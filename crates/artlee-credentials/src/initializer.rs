// Copyright (c) 2025 Geoffrey Huntley <ghuntley@ghuntley.com>. All rights reserved.
// SPDX-License-Identifier: Proprietary

//! Startup credential loading for the call and SMS services.
//!
//! [`ServiceInitializer::initialize`] runs one reconciler load per
//! (tenant, user) and hands the result to every registered consumer.
//! Concurrent callers for the same scope share a single in-flight load.

use std::collections::HashMap;
use std::sync::atomic::{AtomicUsize, Ordering};
use std::sync::Arc;

use chrono::{DateTime, Utc};
use parking_lot::{Mutex, RwLock};
use serde::Serialize;
use tokio::sync::OnceCell;
use tracing::{info, warn};

use crate::error::InitError;
use crate::model::{CredentialSet, CredentialSource};
use crate::reconciler::CredentialReconciler;
use crate::result::{ReconciliationResult, TierOutcome};
use crate::tenant::TenantScope;

/// A service that needs the resolved credentials.
pub trait CredentialConsumer: Send + Sync + std::fmt::Debug {
	fn name(&self) -> &str;
	fn apply(&self, credentials: &CredentialSet);
	/// Non-empty key and non-empty call agent id.
	fn is_configured(&self) -> bool;
}

/// Credential holder for the Retell call and SMS services.
#[derive(Debug)]
pub struct ServiceCredentials {
	name: String,
	current: RwLock<CredentialSet>,
	applied: AtomicUsize,
}

impl ServiceCredentials {
	pub fn new(name: impl Into<String>) -> Self {
		Self {
			name: name.into(),
			current: RwLock::new(CredentialSet::default()),
			applied: AtomicUsize::new(0),
		}
	}

	pub fn current(&self) -> CredentialSet {
		self.current.read().clone()
	}

	/// How many times credentials were applied.
	pub fn apply_count(&self) -> usize {
		self.applied.load(Ordering::SeqCst)
	}
}

impl CredentialConsumer for ServiceCredentials {
	fn name(&self) -> &str {
		&self.name
	}

	fn apply(&self, credentials: &CredentialSet) {
		*self.current.write() = credentials.clone();
		self.applied.fetch_add(1, Ordering::SeqCst);
	}

	fn is_configured(&self) -> bool {
		self.current.read().is_complete()
	}
}

#[derive(Debug, Clone)]
pub struct InitReport {
	pub scope: TenantScope,
	pub result: ReconciliationResult,
	pub completed_at: DateTime<Utc>,
}

#[derive(Debug, Clone, PartialEq, Eq, Serialize)]
#[serde(rename_all = "camelCase")]
pub struct ServiceStatus {
	pub name: String,
	pub configured: bool,
}

#[derive(Debug, Clone, Serialize)]
#[serde(rename_all = "camelCase")]
pub struct InitStatus {
	pub initialized: bool,
	/// Every consumer is configured.
	pub configured: bool,
	pub source: Option<CredentialSource>,
	pub services: Vec<ServiceStatus>,
	pub tiers: Vec<TierOutcome>,
	pub completed_at: Option<DateTime<Utc>>,
}

type InitCell = Arc<OnceCell<InitReport>>;

#[derive(Debug)]
pub struct ServiceInitializer {
	reconciler: Arc<CredentialReconciler>,
	consumers: Vec<Arc<dyn CredentialConsumer>>,
	cells: Mutex<HashMap<TenantScope, InitCell>>,
	last: RwLock<Option<InitReport>>,
}

impl ServiceInitializer {
	pub fn new(reconciler: Arc<CredentialReconciler>) -> Self {
		Self {
			reconciler,
			consumers: Vec::new(),
			cells: Mutex::new(HashMap::new()),
			last: RwLock::new(None),
		}
	}

	pub fn with_consumer(mut self, consumer: Arc<dyn CredentialConsumer>) -> Self {
		self.consumers.push(consumer);
		self
	}

	fn cell_for(&self, scope: &TenantScope) -> InitCell {
		self.cells.lock().entry(scope.clone()).or_default().clone()
	}

	/// Load once per scope. Later and concurrent calls get the same report.
	/// A rejected load is not memoised.
	pub async fn initialize(&self, scope: &TenantScope) -> Result<InitReport, InitError> {
		let cell = self.cell_for(scope);
		cell
			.get_or_try_init(|| self.run(scope))
			.await
			.cloned()
	}

	/// Drop the memoised load for `scope` and run it again.
	pub async fn force_reinitialize(&self, scope: &TenantScope) -> Result<InitReport, InitError> {
		self.cells.lock().remove(scope);
		info!(tenant_id = %scope.tenant_id, "forcing credential reinitialization");
		self.initialize(scope).await
	}

	pub fn status(&self) -> InitStatus {
		let services: Vec<ServiceStatus> = self
			.consumers
			.iter()
			.map(|c| ServiceStatus {
				name: c.name().to_string(),
				configured: c.is_configured(),
			})
			.collect();
		let last = self.last.read();

		InitStatus {
			initialized: last.is_some(),
			configured: !services.is_empty() && services.iter().all(|s| s.configured),
			source: last.as_ref().and_then(|r| r.result.source),
			tiers: last
				.as_ref()
				.map(|r| r.result.outcomes.clone())
				.unwrap_or_default(),
			completed_at: last.as_ref().map(|r| r.completed_at),
			services,
		}
	}

	async fn run(&self, scope: &TenantScope) -> Result<InitReport, InitError> {
		let result = self.reconciler.load(scope).await;
		if let Some(reason) = result.rejected.clone() {
			warn!(?reason, "credential initialization rejected");
			return Err(InitError::Rejected(reason));
		}

		for consumer in &self.consumers {
			consumer.apply(&result.credentials);
			if !consumer.is_configured() {
				warn!(service = consumer.name(), "service is not configured after initialization");
			}
		}

		let report = InitReport {
			scope: scope.clone(),
			result,
			completed_at: Utc::now(),
		};
		*self.last.write() = Some(report.clone());
		info!(source = ?report.result.source, "credential services initialized");
		Ok(report)
	}
}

**Directions for this task**:
Using the records above, please retype only the run of lines from the line holding "is not configured" through the last line, both ends included.

**Expected answer**:
				warn!(service = consumer.name(), "service is not configured after initialization");
			}
		}

		let report = InitReport {
			scope: scope.clone(),
			result,
			completed_at: Utc::now(),
		};
		*self.last.write() = Some(report.clone());
		info!(source = ?report.result.source, "credential services initialized");
		Ok(report)
	}
}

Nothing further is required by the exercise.